#### [PROMPT]
Look over the material for the string "sink". Copy every line where it turns up.

☆ ☆ ☆

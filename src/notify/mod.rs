//! Notification delivery — formatting and dispatch to the chat sink.

pub mod telegram;

pub use telegram::TelegramNotifier;

use async_trait::async_trait;

use crate::mail::EmailContent;

/// Result of a delivery attempt.
///
/// On total failure `error` carries the cause — for an image delivery
/// whose text fallback also failed, both causes concatenated.
#[derive(Debug, Clone)]
pub struct DeliveryOutcome {
    pub success: bool,
    pub error: Option<String>,
}

impl DeliveryOutcome {
    pub fn ok() -> Self {
        Self {
            success: true,
            error: None,
        }
    }

    pub fn failed(error: String) -> Self {
        Self {
            success: false,
            error: Some(error),
        }
    }
}

/// Notification sink. Rendering and the single image→text fallback live
/// behind this seam; no retries happen beyond that fallback.
#[async_trait]
pub trait Notifier: Send + Sync {
    /// Format and send one notification, blocking until the sink
    /// accepts or rejects it.
    async fn deliver(&self, content: &EmailContent) -> DeliveryOutcome;

    /// Startup connectivity probe.
    async fn test_connection(&self) -> bool;
}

☆ ☆ ☆

#### [SOLUTION FOR THIS TASK]
//! Notification delivery — formatting and dispatch to the chat sink.
/// Notification sink. Rendering and the single image→text fallback live
    /// Format and send one notification, blocking until the sink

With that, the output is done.